WHAT YOU WILL DO: Return all lines of the records that contain the word "previous".

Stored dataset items
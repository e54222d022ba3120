//! Event Controller
//!
//! Runtime state machine of one accordion. Each header/panel pair is either
//! collapsed or expanded; the DOM attributes are the observable state and
//! are rewritten on every transition:
//!
//! - `aria-expanded` on the header always equals `!aria-hidden` on its panel
//! - without multiselect, at most one pair is expanded after any handler
//! - focus moves are returned to the caller, which defers them to the next
//!   event-loop turn so attribute writes land first

use std::collections::HashMap;

use fos_a11y::aria::attr;
use fos_a11y::{RovingFocus, TabIndex, aria_bool, parse_aria_bool};
use fos_dom::{Document, DomEvent, EventType, Key, Modifiers, NodeId, Selector};

use crate::keys::{KeyMap, PanelIntent};
use crate::{AccordionConfig, AccordionResult};

/// One header/panel pair
#[derive(Debug, Clone, PartialEq, Eq)]
pub struct AccordionItem {
    /// Interactive header (`role=tab`)
    pub header: NodeId,
    /// Content region (`role=tabpanel`)
    pub panel: NodeId,
    /// Label node the header was built from (the header itself when promoted)
    pub label: NodeId,
    pub header_id: String,
    pub panel_id: String,
}

/// State of a header/panel pair
#[derive(Debug, Clone, Copy, PartialEq, Eq)]
pub enum PanelState {
    Collapsed,
    Expanded,
}

impl PanelState {
    pub fn from_expanded(expanded: bool) -> Self {
        if expanded { Self::Expanded } else { Self::Collapsed }
    }

    pub fn is_expanded(&self) -> bool {
        matches!(self, Self::Expanded)
    }

    pub fn toggled(&self) -> Self {
        match self {
            Self::Collapsed => Self::Expanded,
            Self::Expanded => Self::Collapsed,
        }
    }
}

/// An initialized accordion instance
///
/// Owns the header/panel index built at initialization. The document is
/// passed to every operation; the page registry owns both.
#[derive(Debug, Clone)]
pub struct Accordion {
    container: NodeId,
    id: String,
    config: AccordionConfig,
    items: Vec<AccordionItem>,
    header_index: HashMap<NodeId, usize>,
    panel_index: HashMap<NodeId, usize>,
    /// Resolves event targets to header controls
    routing: Selector,
    keys: KeyMap,
}

impl Accordion {
    pub(crate) fn new(
        container: NodeId,
        id: String,
        config: AccordionConfig,
        items: Vec<AccordionItem>,
        routing: Selector,
    ) -> Self {
        let header_index = items.iter().enumerate().map(|(i, it)| (it.header, i)).collect();
        let panel_index = items.iter().enumerate().map(|(i, it)| (it.panel, i)).collect();
        let keys = KeyMap::new(config.direction);
        Self {
            container,
            id,
            config,
            items,
            header_index,
            panel_index,
            routing,
            keys,
        }
    }

    /// Container element (`role=tablist`)
    pub fn container(&self) -> NodeId {
        self.container
    }

    /// Container `id`
    pub fn id(&self) -> &str {
        &self.id
    }

    pub fn config(&self) -> &AccordionConfig {
        &self.config
    }

    pub fn items(&self) -> &[AccordionItem] {
        &self.items
    }

    pub fn len(&self) -> usize {
        self.items.len()
    }

    pub fn is_empty(&self) -> bool {
        self.items.is_empty()
    }

    pub fn headers(&self) -> impl Iterator<Item = NodeId> + '_ {
        self.items.iter().map(|it| it.header)
    }

    pub fn panels(&self) -> impl Iterator<Item = NodeId> + '_ {
        self.items.iter().map(|it| it.panel)
    }

    /// Index of a header node
    pub fn header_position(&self, header: NodeId) -> Option<usize> {
        self.header_index.get(&header).copied()
    }

    /// Index of a panel node
    pub fn panel_position(&self, panel: NodeId) -> Option<usize> {
        self.panel_index.get(&panel).copied()
    }

    fn group(&self) -> RovingFocus {
        RovingFocus::new(self.items.len())
    }

    // ------------------------------------------------------------------
    // State queries
    // ------------------------------------------------------------------

    /// Current state of pair `index`, read from its header
    pub fn state(&self, doc: &Document, index: usize) -> Option<PanelState> {
        let item = self.items.get(index)?;
        let expanded = doc
            .get_attribute(item.header, attr::EXPANDED)
            .and_then(parse_aria_bool)
            .unwrap_or(false);
        Some(PanelState::from_expanded(expanded))
    }

    pub fn is_expanded(&self, doc: &Document, index: usize) -> bool {
        self.state(doc, index).is_some_and(|s| s.is_expanded())
    }

    pub fn expanded_indices(&self, doc: &Document) -> Vec<usize> {
        (0..self.items.len())
            .filter(|&i| self.is_expanded(doc, i))
            .collect()
    }

    /// Headers with `aria-selected=true`
    pub fn selected_indices(&self, doc: &Document) -> Vec<usize> {
        self.items
            .iter()
            .enumerate()
            .filter(|(_, it)| doc.get_attribute(it.header, attr::SELECTED) == Some("true"))
            .map(|(i, _)| i)
            .collect()
    }

    /// The selected header, when exactly one is selected
    pub fn selected_index(&self, doc: &Document) -> Option<usize> {
        match self.selected_indices(doc).as_slice() {
            [one] => Some(*one),
            _ => None,
        }
    }

    // ------------------------------------------------------------------
    // Attribute writes
    // ------------------------------------------------------------------

    pub(crate) fn write_state(
        &self,
        doc: &mut Document,
        index: usize,
        state: PanelState,
    ) -> AccordionResult<()> {
        let Some(item) = self.items.get(index) else {
            return Ok(());
        };
        let expanded = state.is_expanded();
        doc.set_attribute(item.header, attr::EXPANDED, aria_bool(expanded))?;
        doc.set_attribute(item.panel, attr::HIDDEN, aria_bool(!expanded))?;
        Ok(())
    }

    /// Mark `selected` as the only selected header (none when `None`)
    ///
    /// With roving tabindex the selected header also becomes the single tab
    /// stop; clearing the selection leaves tab stops untouched.
    pub(crate) fn write_selection(
        &self,
        doc: &mut Document,
        selected: Option<usize>,
    ) -> AccordionResult<()> {
        for (i, item) in self.items.iter().enumerate() {
            let is_selected = selected == Some(i);
            doc.set_attribute(item.header, attr::SELECTED, aria_bool(is_selected))?;
            if self.config.roving_tabindex && selected.is_some() {
                let tab_index = TabIndex::roving(is_selected).as_attr();
                doc.set_attribute(item.header, attr::TABINDEX, &tab_index)?;
            }
        }
        Ok(())
    }

    // ------------------------------------------------------------------
    // Transitions
    // ------------------------------------------------------------------

    /// Toggle pair `index`, collapsing the others without multiselect
    ///
    /// Returns the header to focus after the current turn.
    pub fn activate(&self, doc: &mut Document, index: usize) -> AccordionResult<Option<NodeId>> {
        let Some(previous) = self.state(doc, index) else {
            return Ok(None);
        };
        let next = previous.toggled();
        self.write_state(doc, index, next)?;

        if !self.config.multiselectable {
            for other in (0..self.items.len()).filter(|&i| i != index) {
                self.write_state(doc, other, PanelState::Collapsed)?;
            }
        }

        self.write_selection(doc, Some(index))?;
        tracing::trace!("Accordion {}: header {} {:?} -> {:?}", self.id, index, previous, next);
        Ok(Some(self.items[index].header))
    }

    /// Header `index` received input focus
    pub fn focus_header(&self, doc: &mut Document, index: usize) -> AccordionResult<()> {
        if index >= self.items.len() {
            return Ok(());
        }
        tracing::trace!("Accordion {}: header {} focused", self.id, index);
        self.write_selection(doc, Some(index))
    }

    /// Roving-focus move from header `from`
    ///
    /// Returns the header to focus after the current turn, or `None` when the
    /// key is not a navigation key or the target cannot be resolved.
    pub fn navigate(
        &self,
        doc: &mut Document,
        from: usize,
        key: &Key,
        modifiers: Modifiers,
    ) -> AccordionResult<Option<NodeId>> {
        let Some(intent) = self.keys.intent(key, modifiers) else {
            return Ok(None);
        };
        match intent.resolve(self.group(), from) {
            Some(target) => self.go_to_header(doc, target),
            None => Ok(None),
        }
    }

    /// Ctrl shortcut pressed inside panel `panel`
    pub fn panel_shortcut(
        &self,
        doc: &mut Document,
        panel: usize,
        key: &Key,
        modifiers: Modifiers,
    ) -> AccordionResult<Option<NodeId>> {
        if !self.config.panel_shortcuts {
            return Ok(None);
        }
        let Some(intent) = PanelIntent::from_key(key, modifiers) else {
            return Ok(None);
        };
        match intent.resolve(self.group(), panel) {
            Some(target) => self.go_to_header(doc, target),
            None => Ok(None),
        }
    }

    /// Select header `target` ahead of its deferred focus
    ///
    /// No-op unless the header id resolves to exactly this header.
    fn go_to_header(&self, doc: &mut Document, target: usize) -> AccordionResult<Option<NodeId>> {
        let Some(item) = self.items.get(target) else {
            return Ok(None);
        };
        if doc.elements_by_id(&item.header_id) != [item.header] {
            tracing::debug!(
                "Accordion {}: header id {:?} does not resolve uniquely, ignoring move",
                self.id,
                item.header_id
            );
            return Ok(None);
        }

        self.write_selection(doc, Some(target))?;
        tracing::trace!("Accordion {}: roving focus -> header {}", self.id, target);
        Ok(Some(item.header))
    }

    // ------------------------------------------------------------------
    // Event routing
    // ------------------------------------------------------------------

    /// Header owning an event target, if it is one of ours
    fn header_for(&self, doc: &Document, target: NodeId) -> Option<usize> {
        let node = self.routing.closest(doc.tree(), target)?;
        self.header_position(node)
    }

    /// Panel containing an event target
    fn panel_for(&self, doc: &Document, target: NodeId) -> Option<usize> {
        std::iter::once(target)
            .chain(doc.tree().ancestors(target))
            .take_while(|&n| n != self.container)
            .find_map(|n| self.panel_position(n))
    }

    /// Run the handler for one event
    ///
    /// Returns the header that should receive focus once the current turn
    /// completes.
    pub fn handle_event(
        &self,
        doc: &mut Document,
        event: &mut DomEvent,
    ) -> AccordionResult<Option<NodeId>> {
        if let Some(index) = self.header_for(doc, event.target) {
            return match event.event_type {
                EventType::Click => {
                    let focus = self.activate(doc, index)?;
                    event.prevent_default();
                    event.stop_propagation();
                    Ok(focus)
                }
                EventType::Focus => {
                    self.focus_header(doc, index)?;
                    Ok(None)
                }
                EventType::KeyDown => {
                    let Some(key) = event.key.clone() else {
                        return Ok(None);
                    };
                    let focus = self.navigate(doc, index, &key, event.modifiers)?;
                    if focus.is_some() {
                        event.prevent_default();
                        return Ok(focus);
                    }
                    // A promoted header sits inside its panel; ctrl keys
                    // belong to the panel shortcuts
                    if !event.modifiers.ctrl {
                        return Ok(None);
                    }
                    self.panel_key_down(doc, event)
                }
            };
        }

        if event.event_type != EventType::KeyDown {
            return Ok(None);
        }
        self.panel_key_down(doc, event)
    }

    fn panel_key_down(
        &self,
        doc: &mut Document,
        event: &mut DomEvent,
    ) -> AccordionResult<Option<NodeId>> {
        let (Some(panel), Some(key)) = (self.panel_for(doc, event.target), event.key.clone()) else {
            return Ok(None);
        };
        let focus = self.panel_shortcut(doc, panel, &key, event.modifiers)?;
        if focus.is_some() {
            event.prevent_default();
        }
        Ok(focus)
    }
}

TASK ANSWER:
        let Some(previous) = self.state(doc, index) else {
        let next = previous.toggled();
        tracing::trace!("Accordion {}: header {} {:?} -> {:?}", self.id, index, previous, next);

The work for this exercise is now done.